A Death in Bed No.12 is the first collection of stories written by Ghassan Kanafani. It was published in Beirut in 1961 with a short introduction by Ghassan that said: "I believe that the book should introduce itself, and if it fails to fulfill part of its writers' ambition, then the writer must simply accept it, as before- times and times- before the writers rips the stories to write them again, and like that, I push "A Death in Bed No.12" to find its own way, if it could find the beginning of the way". This collection of stories mainly explore the feeling of exile, which is portrayed through unilateral attachment to the past. The title comes from a story in the second part of the book. The revolves around a patient writing a letter to his friend Ahmed telling him about a death incident in bed 12, and about how each one of us hears about and perceives death differently. Ghassan Kanafani send in the introduction to an anonymous family whom their eldest son "Mohammed Ali Akbar" died away and alone in bed number 12.

== About the writer ==
Ghassan Kanafani was born in Acre city on 9 April 1936, and lived in Jaffa until May 1948 when he was forced to leave his country due to the Israeli occupation in 1948. He then lived in the south of Lebanon and after that his family moved to Damascus.

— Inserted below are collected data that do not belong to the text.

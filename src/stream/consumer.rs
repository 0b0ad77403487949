//! The loop binding a transport to the reassembler and a progress sink.

use std::{pin::pin, time::Duration};

use futures::{Stream, StreamExt};
use tokio_util::sync::CancellationToken;

use crate::{
    error::{Result, StreamError, TransportError},
    frame::{FrameDecodeError, FrameReassembler, ReassemblerConfig},
    progress::{ProgressSink, ProgressSnapshot},
    record::Record,
};

/// Settings for a [`StreamConsumer`].
#[derive(Clone, Copy, Debug, Default, PartialEq, Eq)]
pub struct ConsumerConfig {
    reassembler: ReassemblerConfig,
    idle_timeout: Option<Duration>,
}

impl ConsumerConfig {
    /// Default reassembly limits and no idle timeout.
    #[must_use]
    pub const fn new() -> Self {
        Self {
            reassembler: ReassemblerConfig::new(),
            idle_timeout: None,
        }
    }

    /// Limits passed to the underlying [`FrameReassembler`].
    #[must_use]
    pub const fn with_reassembler(mut self, reassembler: ReassemblerConfig) -> Self {
        self.reassembler = reassembler;
        self
    }

    /// Fail with [`TransportError::TimedOut`] when no fragment arrives in time.
    #[must_use]
    pub const fn with_idle_timeout(mut self, timeout: Option<Duration>) -> Self {
        self.idle_timeout = timeout;
        self
    }

    /// Configured reassembly limits.
    #[must_use]
    pub const fn reassembler(&self) -> &ReassemblerConfig { &self.reassembler }

    /// Configured idle timeout.
    #[must_use]
    pub const fn idle_timeout(&self) -> Option<Duration> { self.idle_timeout }
}

/// Counters describing one consumed stream.
#[derive(Clone, Debug, Default, PartialEq)]
pub struct StreamSummary {
    /// Fragments received from the transport.
    pub fragments: u64,
    /// Bytes received from the transport.
    pub bytes: u64,
    /// Records handed to the sink.
    pub records: u64,
    /// Payloads skipped as undecodable.
    pub decode_failures: u64,
    /// Progress after the last record, if any record arrived.
    pub last_snapshot: Option<ProgressSnapshot>,
}

/// How a stream that did not fail came to an end.
#[derive(Clone, Debug, PartialEq)]
pub enum StreamOutcome {
    /// The transport signalled end-of-stream and the residue decoded cleanly.
    Completed(StreamSummary),
    /// The cancellation token fired; buffered residue was discarded unread.
    Cancelled(StreamSummary),
}

impl StreamOutcome {
    /// Counters for the stream regardless of how it ended.
    #[must_use]
    pub fn summary(&self) -> &StreamSummary {
        match self {
            Self::Completed(summary) | Self::Cancelled(summary) => summary,
        }
    }

    /// Whether the stream was cancelled.
    #[must_use]
    pub const fn is_cancelled(&self) -> bool { matches!(self, Self::Cancelled(_)) }
}

/// Drives fragments through a [`FrameReassembler`] into a [`ProgressSink`].
///
/// Fragments are applied strictly in arrival order. Decoding and aggregation
/// happen inline; the only suspension point is waiting for the next fragment.
#[derive(Debug)]
pub struct StreamConsumer<S> {
    reassembler: FrameReassembler<Record>,
    sink: S,
    idle_timeout: Option<Duration>,
}

impl<S: ProgressSink> StreamConsumer<S> {
    /// Create a consumer feeding `sink`.
    #[must_use]
    pub fn new(sink: S, config: ConsumerConfig) -> Self {
        Self {
            reassembler: FrameReassembler::new(config.reassembler),
            sink,
            idle_timeout: config.idle_timeout,
        }
    }

    /// Consume `fragments` until end-of-stream, failure, or cancellation.
    ///
    /// On cancellation the transport is dropped without being polled again and
    /// any buffered residue is discarded; this is a clean outcome, not a
    /// truncation. A transport failure also discards the residue, so the
    /// consumer can be run again on a fresh stream. Records observed before a
    /// failure remain in the sink.
    ///
    /// # Errors
    ///
    /// Returns [`StreamError::Transport`] if the transport fails or stays idle
    /// past the configured timeout, and [`StreamError::Truncated`] if it ends
    /// while a record is incomplete.
    pub async fn run<F, B, E>(
        &mut self,
        fragments: F,
        cancel: &CancellationToken,
    ) -> Result<StreamOutcome>
    where
        F: Stream<Item = std::result::Result<B, E>>,
        B: AsRef<[u8]>,
        E: Into<TransportError>,
    {
        let mut fragments = pin!(fragments);
        let failures_before = self.reassembler.decode_failures();
        let mut summary = StreamSummary::default();

        loop {
            let next = tokio::select! {
                biased;
                () = cancel.cancelled() => None,
                next = next_fragment(&mut fragments, self.idle_timeout) => Some(next),
            };

            let Some(next) = next else {
                self.reassembler.reset();
                summary.decode_failures = self.reassembler.decode_failures() - failures_before;
                tracing::info!(
                    fragments = summary.fragments,
                    records = summary.records,
                    "record stream cancelled"
                );
                return Ok(StreamOutcome::Cancelled(summary));
            };

            match next {
                Ok(Some(fragment)) => {
                    let fragment = fragment.as_ref();
                    summary.fragments += 1;
                    summary.bytes += fragment.len() as u64;
                    let records = self.reassembler.feed(fragment);
                    self.deliver(records, &mut summary);
                }
                Ok(None) => break,
                Err(err) => {
                    self.reassembler.reset();
                    summary.decode_failures = self.reassembler.decode_failures() - failures_before;
                    return Err(Self::fail(StreamError::Transport(err), &summary));
                }
            }
        }

        let (records, truncation) = self.reassembler.finish().into_parts();
        self.deliver(records, &mut summary);
        summary.decode_failures = self.reassembler.decode_failures() - failures_before;
        if let Some(truncation) = truncation {
            return Err(Self::fail(StreamError::Truncated(truncation), &summary));
        }

        tracing::info!(
            fragments = summary.fragments,
            bytes = summary.bytes,
            records = summary.records,
            decode_failures = summary.decode_failures,
            "record stream complete"
        );
        Ok(StreamOutcome::Completed(summary))
    }

    /// Drain decode failures recorded by the reassembler.
    pub fn take_diagnostics(&mut self) -> Vec<FrameDecodeError> { self.reassembler.take_diagnostics() }

    /// Borrow the progress sink.
    #[must_use]
    pub fn sink(&self) -> &S { &self.sink }

    /// Consume the consumer, returning its sink.
    #[must_use]
    pub fn into_sink(self) -> S { self.sink }

    fn deliver(&mut self, records: Vec<Record>, summary: &mut StreamSummary) {
        for record in records {
            summary.records += 1;
            summary.last_snapshot = Some(self.sink.observe(record));
        }
    }

    fn fail(err: StreamError, summary: &StreamSummary) -> StreamError {
        crate::metrics::inc_stream_errors(err.kind());
        tracing::warn!(
            error.kind = err.kind(),
            error = %err,
            fragments = summary.fragments,
            records = summary.records,
            "record stream failed"
        );
        err
    }
}

async fn next_fragment<F, B, E>(
    fragments: &mut F,
    idle_timeout: Option<Duration>,
) -> std::result::Result<Option<B>, TransportError>
where
    F: Stream<Item = std::result::Result<B, E>> + Unpin,
    E: Into<TransportError>,
{
    let next = match idle_timeout {
        Some(after) => tokio::time::timeout(after, fragments.next())
            .await
            .map_err(|_| TransportError::TimedOut { after })?,
        None => fragments.next().await,
    };
    next.transpose().map_err(Into::into)
}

His father worked as a lawyer specializing in national lawsuits and was arrested several times. He was a self made man and had a big effect on Ghassan's live and personality. Ghassan Kanafani was assassinated on 8 July 1972 by an explosive device in his car.

== About the story collection ==
The story collection is divided into 3 main parts, and each parts contains 5 or 6 stories revolving around Palestine, reality and existential questions.

=== Stories of the first part ===
- The owl in a far room
- Something doesn't go away
- The middle of May
- Cake on the sidewalk
- In my funeral

=== Stories of the second part ===
- A Death in Bed No.12
- A pearl on the way
- The man who didn't die
- Thirst
- 8 Minutes

=== Stories of the third part ===
- The shoulders of others
- Six eagles and a baby
- The cat
- Crucified sheep
- The slaves castle

== Quotes ==
- "But I was living for a fearless tomorrow, and I would starve to be full one day..and I wanted to reach that tomorrow..there was no value to my life other than the deep green hope that it gave that the sky cannot be infinitely cruel..and that this child, the one on whose lips the smile of reassurance broke, would continue his life that way, torn like October clouds, grey like misty valleys, lost like a sun who came to shine but didn't find its horizon."
- "How painful and cruel is the moment when one wants to cry but nonetheless cannot."
- "I discovered – just like you should've discovered long ago – how important it is for some people to die..for the others to live..it's and old wisdom..the most important thing in it now..is that I am living it."
- "We always give people our traits and look at them through a strait of our opinions and thinking, we want them to be us as much as we can..we want to stuff them into our skins, give themour eyes to look with them, and cloth them with our past and our way of facing life..place them within frameworks drawn by our current understanding of time and space.
- "The issue of death is not the issue of the dead, but the issue of the rest"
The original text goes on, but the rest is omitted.